It turned out so beautifully, I really wanted to share with you what I did. It seems like a lot of work and steps, but really, it was very quick and easy.
I started with three pounds of boneless, skinless chicken breasts and a small beef roast. The roast was small, it was on sale, and I never dreamed this first experiment would be a success, so I threw the package away before I took the time to notice what it actually was. :) Sorry about that! For both types of meat, I cubed them up, doing my best to get the chunks as uniform as I could.
**When canning, make sure you follow all safe canning procedures as outlined by the USDA to ensure the safety of the food.**
For the chicken, I put it in the stock pot and threw in some Orrington Farms Chicken Broth Base & Seasoning. If you have followed my blog for very long, you know that I am terrible about not measuring. If I had to guess, I would say I had about 8 cups of water and 2-3 Tablespoons of the seasoning. I went easy on the seasoning since I have heard flavors become stronger when pressure canning. I let that cook some, but not all the way through. Pressure canning finishes the cooking process. Some people even prefer to raw pack. For my first time, though, I went right by the book. ;) While this was heating, I had another pot of clean water heating to a boil to use to pack my jars. I'll get to that in a minute, though.
For the beef, I cooked it in another unmeasured broth. :( Guessed measurements would be six cups water, 1 tablespoon Better Than Bouillon Beef Base, 1 teaspoon Worcestershire sauce, and 1/2 teaspoon garlic powder. I had intended to just heat it through, but you know how it goes, the phone rang, and I got a little distracted, letting the meat get a little more done than heated through. No worries, I knew it didn't make a terrible difference.

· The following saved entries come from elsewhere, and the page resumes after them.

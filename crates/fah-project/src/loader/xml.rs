//! Minimal element tree built from quick-xml events

use std::collections::BTreeMap;

use quick_xml::events::{BytesStart, Event};
use quick_xml::Reader;

use crate::error::{ProjectError, ProjectResult};

/// One XML element with its attributes, text and children
#[derive(Debug, Default)]
pub(crate) struct Element {
    pub name: String,
    pub attributes: BTreeMap<String, String>,
    pub text: String,
    pub children: Vec<Element>,
}

impl Element {
    fn from_start(start: &BytesStart<'_>) -> ProjectResult<Self> {
        let mut attributes = BTreeMap::new();
        for attribute in start.attributes() {
            let attribute = attribute?;
            let key = String::from_utf8_lossy(attribute.key.as_ref()).into_owned();
            let value = attribute.unescape_value()?.into_owned();
            attributes.insert(key, value);
        }

        Ok(Self {
            name: String::from_utf8_lossy(start.name().as_ref()).into_owned(),
            attributes,
            ..Self::default()
        })
    }

    /// An XML attribute of this element
    pub fn attr(&self, name: &str) -> Option<&str> {
        self.attributes.get(name).map(String::as_str)
    }

    pub fn children_named<'a>(&'a self, name: &'a str) -> impl Iterator<Item = &'a Element> + 'a {
        self.children.iter().filter(move |child| child.name == name)
    }

    /// `<attribute name="...">value</attribute>` children as (name, value) pairs
    pub fn properties(&self) -> impl Iterator<Item = (&str, &str)> + '_ {
        self.children_named("attribute").filter_map(|child| {
            child
                .attr("name")
                .map(|name| (name, child.text.as_str()))
        })
    }

    /// Value of a named `<attribute>` child; empty values count as absent
    pub fn property(&self, name: &str) -> Option<&str> {
        self.properties()
            .find(|(key, _)| *key == name)
            .map(|(_, value)| value)
            .filter(|value| !value.is_empty())
    }
}

/// Parse a document into its root element
pub(crate) fn parse(xml: &str) -> ProjectResult<Element> {
    let mut reader = Reader::from_str(xml);
    reader.trim_text(true);

    let mut stack: Vec<Element> = Vec::new();
    let mut root = None;

    loop {
        match reader.read_event()? {
            Event::Start(start) => stack.push(Element::from_start(&start)?),
            Event::Empty(start) => {
                let element = Element::from_start(&start)?;
                close(&mut stack, &mut root, element)?;
            }
            Event::End(_) => {
                if let Some(element) = stack.pop() {
                    close(&mut stack, &mut root, element)?;
                }
            }
            Event::Text(text) => {
                if let Some(current) = stack.last_mut() {
                    current.text.push_str(&text.unescape()?);
                }
            }
            Event::CData(data) => {
                if let Some(current) = stack.last_mut() {
                    current.text.push_str(&String::from_utf8_lossy(&data));
                }
            }
            Event::Eof => break,
            _ => {}
        }
    }

    if let Some(open) = stack.last() {
        return Err(ProjectError::UnexpectedEof {
            element: open.name.clone(),
        });
    }

    root.ok_or_else(|| ProjectError::UnexpectedRoot {
        found: "an empty document".to_string(),
    })
}

/// Attach a finished element to its parent, or make it the root
///
/// A document has exactly one root element.
fn close(
    stack: &mut Vec<Element>,
    root: &mut Option<Element>,
    element: Element,
) -> ProjectResult<()> {
    match stack.last_mut() {
        Some(parent) => parent.children.push(element),
        None if root.is_none() => *root = Some(element),
        None => {
            return Err(ProjectError::UnexpectedRoot {
                found: format!("a second root element <{}>", element.name),
            })
        }
    }
    Ok(())
}

#[cfg(test)]
mod tests {
    use super::*;

    #[test]
    fn test_parse_tree() {
        let root = parse(
            r#"<?xml version="1.0" encoding="UTF-8"?>
<device serialNumber="ABB7F500">
  <attribute name="displayName">Licht &amp; Rollo</attribute>
  <attribute name="floor">01</attribute>
  <attribute name="room"></attribute>
  <channels><channel i="ch0000"/></channels>
</device>"#,
        )
        .unwrap();

        assert_eq!(root.name, "device");
        assert_eq!(root.attr("serialNumber"), Some("ABB7F500"));
        assert_eq!(root.property("displayName"), Some("Licht & Rollo"));
        assert_eq!(root.property("floor"), Some("01"));
        assert_eq!(root.property("room"), None);
        assert_eq!(root.properties().count(), 3);

        let channels: Vec<_> = root.children_named("channels").collect();
        assert_eq!(channels.len(), 1);
        assert_eq!(channels[0].children[0].attr("i"), Some("ch0000"));
    }

    #[test]
    fn test_cdata_text() {
        let root = parse("<string nameId=\"0001\"><![CDATA[<Licht>]]></string>").unwrap();
        assert_eq!(root.text, "<Licht>");
    }

    #[test]
    fn test_unclosed_element() {
        let err = parse("<project><floorplan>").unwrap_err();
        assert!(matches!(err, ProjectError::UnexpectedEof { ref element } if element == "floorplan"));
    }

    #[test]
    fn test_mismatched_end_tag() {
        assert!(matches!(
            parse("<project></devices>"),
            Err(ProjectError::Xml(_))
        ));
    }

    #[test]
    fn test_second_root_element() {
        let err = parse("<project/><project><strings/></project>").unwrap_err();
        assert!(matches!(
            err,
            ProjectError::UnexpectedRoot { ref found } if found == "a second root element <project>"
        ));
    }

    #[test]
    fn test_empty_document() {
        assert!(matches!(
            parse("   "),
            Err(ProjectError::UnexpectedRoot { .. })
        ));
    }
}
//! Where project descriptions come from

use std::path::{Path, PathBuf};

use async_trait::async_trait;
use tracing::debug;

use crate::error::{ClientError, ClientResult};

/// Something that can produce a raw SysAP project description
#[async_trait]
pub trait ProjectSource: Send + Sync {
    async fn fetch_project_description(&self) -> ClientResult<String>;
}

/// A project description saved to a file
#[derive(Debug, Clone)]
pub struct DumpSource {
    path: PathBuf,
}

impl DumpSource {
    pub fn new(path: impl Into<PathBuf>) -> Self {
        Self { path: path.into() }
    }

    pub fn path(&self) -> &Path {
        &self.path
    }
}

#[async_trait]
impl ProjectSource for DumpSource {
    async fn fetch_project_description(&self) -> ClientResult<String> {
        debug!("Reading project description from {:?}", self.path);
        tokio::fs::read_to_string(&self.path)
            .await
            .map_err(|source| ClientError::ReadDump {
                path: self.path.clone(),
                source,
            })
    }
}

#[cfg(test)]
mod tests {
    use super::*;
    use tempfile::TempDir;

    #[test]
    fn test_read_dump() {
        let dir = TempDir::new().unwrap();
        let path = dir.path().join("project.xml");
        std::fs::write(&path, "<project/>").unwrap();

        let source = DumpSource::new(&path);
        let xml = tokio_test::block_on(source.fetch_project_description()).unwrap();
        assert_eq!(xml, "<project/>");
    }

    #[test]
    fn test_missing_dump() {
        let dir = TempDir::new().unwrap();
        let source = DumpSource::new(dir.path().join("missing.xml"));

        let err = tokio_test::block_on(source.fetch_project_description()).unwrap_err();
        assert!(matches!(err, ClientError::ReadDump { .. }));
    }
}
//! free@home SysAP client
//!
//! Loading a project from a SysAP takes three steps:
//!
//! 1. [`IdentityResolver`] maps the configured user name to its XMPP
//!    identity via the SysAP's `settings.json`
//! 2. [`GatewayClient`] logs in through an [`RpcTransport`] and calls
//!    `RemoteInterface.getAll`, which returns the project description
//! 3. [`Session`] parses the description into a [`Project`] and publishes
//!    it for readers
//!
//! The XMPP session and the XML-RPC encoding live behind [`RpcTransport`];
//! no network transport ships in this crate. [`DumpSource`] loads a saved
//! project description instead.

mod error;
mod gateway;
mod identity;
mod jid;
mod rpc;
mod session;
mod source;

pub use error::{ClientError, ClientResult};
pub use gateway::{GatewayClient, GET_ALL_METHOD};
pub use identity::{parse_settings, IdentityResolver};
pub use jid::Jid;
pub use rpc::{LoginParams, RpcTransport, RpcValue};
pub use session::Session;
pub use source::{DumpSource, ProjectSource};

pub use fah_project::Project;
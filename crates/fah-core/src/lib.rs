//! Core types for free@home projects
//!
//! This crate provides the part types a SysAP project is made of: display
//! strings, functions, floors, rooms, devices and channels. Every kind is a
//! variant of the closed [`Part`] sum type so registries can dispatch on it
//! with an exhaustive `match`.

mod id;
mod part;

pub use id::{format_sysap_id, parse_sysap_id, SysapIdError};
pub use part::{
    Channel, Device, FahFunction, FahString, Floor, Located, Part, PartKind, PartType, Room,
};
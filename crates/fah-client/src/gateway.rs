//! SysAP gateway client

use std::time::Duration;

use async_trait::async_trait;
use fah_config::FahConfig;
use tracing::{debug, info};

use crate::error::{ClientError, ClientResult};
use crate::identity::IdentityResolver;
use crate::jid::Jid;
use crate::rpc::{LoginParams, RpcTransport, RpcValue};
use crate::source::ProjectSource;

/// Remote method returning the whole project description
pub const GET_ALL_METHOD: &str = "RemoteInterface.getAll";

/// Talks to one SysAP through an [`RpcTransport`]
pub struct GatewayClient<T> {
    config: FahConfig,
    resolver: IdentityResolver,
    transport: T,
    rpc_endpoint: Jid,
    identity: Option<Jid>,
}

impl<T: RpcTransport> GatewayClient<T> {
    /// Create a client for the configured SysAP; nothing is sent yet
    pub fn new(config: FahConfig, transport: T) -> ClientResult<Self> {
        let resolver = IdentityResolver::new(
            &config.host,
            Duration::from_secs(config.http_timeout_secs),
        )?;
        Ok(Self::with_resolver(config, resolver, transport))
    }

    pub fn with_resolver(config: FahConfig, resolver: IdentityResolver, transport: T) -> Self {
        let rpc_endpoint = Jid::rpc_endpoint(&config.xmpp_domain);
        Self {
            config,
            resolver,
            transport,
            rpc_endpoint,
            identity: None,
        }
    }

    /// Resolve the configured user and log in
    pub async fn connect(&mut self) -> ClientResult<()> {
        let identity = self.resolver.resolve(&self.config.username).await?;
        self.connect_as(identity).await
    }

    /// Log in with an already resolved identity
    pub async fn connect_as(&mut self, identity: Jid) -> ClientResult<()> {
        let username = identity
            .local()
            .ok_or_else(|| ClientError::InvalidJid(identity.to_string()))?;
        info!("Login using {}...", username);

        let params = LoginParams {
            host: self.config.host.clone(),
            port: self.config.rpc_port,
            domain: self.config.xmpp_domain.clone(),
            username: username.to_string(),
            password: self.config.password.clone(),
        };
        self.transport.login(&params).await?;

        info!("Connected to SysAP {}", self.config.host);
        self.identity = Some(identity);
        Ok(())
    }

    /// Identity used for the current session
    pub fn identity(&self) -> Option<&Jid> {
        self.identity.as_ref()
    }

    pub fn is_connected(&self) -> bool {
        self.identity.is_some()
    }

    pub fn transport(&self) -> &T {
        &self.transport
    }

    /// Invoke a remote method on the SysAP
    pub async fn call(&self, method: &str, params: &[RpcValue]) -> ClientResult<RpcValue> {
        if !self.is_connected() {
            return Err(ClientError::NotConnected);
        }
        debug!("Calling {} with {} params", method, params.len());
        self.transport.call(&self.rpc_endpoint, method, params).await
    }
}

#[async_trait]
impl<T: RpcTransport> ProjectSource for GatewayClient<T> {
    async fn fetch_project_description(&self) -> ClientResult<String> {
        let params = [
            RpcValue::from(self.config.language.as_str()),
            RpcValue::from("4"),
            RpcValue::from("0"),
            RpcValue::from("0"),
        ];

        match self.call(GET_ALL_METHOD, &params).await? {
            RpcValue::String(xml) => {
                debug!("Received project description ({} bytes)", xml.len());
                Ok(xml)
            }
            other => Err(ClientError::UnexpectedResponse {
                method: GET_ALL_METHOD.to_string(),
                found: other.type_name(),
            }),
        }
    }
}
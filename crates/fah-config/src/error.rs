//! Error types for configuration loading

use std::path::PathBuf;
use thiserror::Error;

/// Result type for configuration operations
pub type ConfigResult<T> = Result<T, ConfigError>;

/// Errors that can occur during configuration loading
#[derive(Debug, Error)]
pub enum ConfigError {
    /// Failed to read a file
    #[error("failed to read file {path}: {source}")]
    ReadFile {
        path: PathBuf,
        #[source]
        source: std::io::Error,
    },

    /// Failed to parse YAML
    #[error("failed to parse YAML in {path}: {source}")]
    ParseYaml {
        path: PathBuf,
        #[source]
        source: serde_yaml::Error,
    },

    /// Secret not found
    #[error("secret '{key}' not found in secrets.yaml")]
    SecretNotFound { key: String },

    /// Environment variable not found and no default given
    #[error("environment variable '{var}' not set")]
    EnvVarNotFound { var: String },

    /// Invalid configuration value
    #[error("invalid configuration value for '{key}': {reason}")]
    InvalidValue { key: String, reason: String },
}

|If I could do this over, I would have skimmed the top of this broth. Newbie|
Once the meats were done, it was time to get the meat in the hot jars that had been simmering in the canner while the meat cooked.
For the beef, I covered a hot jar with my nifty little funnel and used a slotted spoon to put the meat in my jars. (I did one jar at a time to keep everything hot.)
I used the end of my spatula to go between the meat and the jar, pulling the meat to the center of the jar to remove as much of the large air pockets as I could. After doing this, I was actually able to add a few more pieces of meat. Then, I used a cup to scoop up some of the cooking liquid and pour in the jar to the lower rim.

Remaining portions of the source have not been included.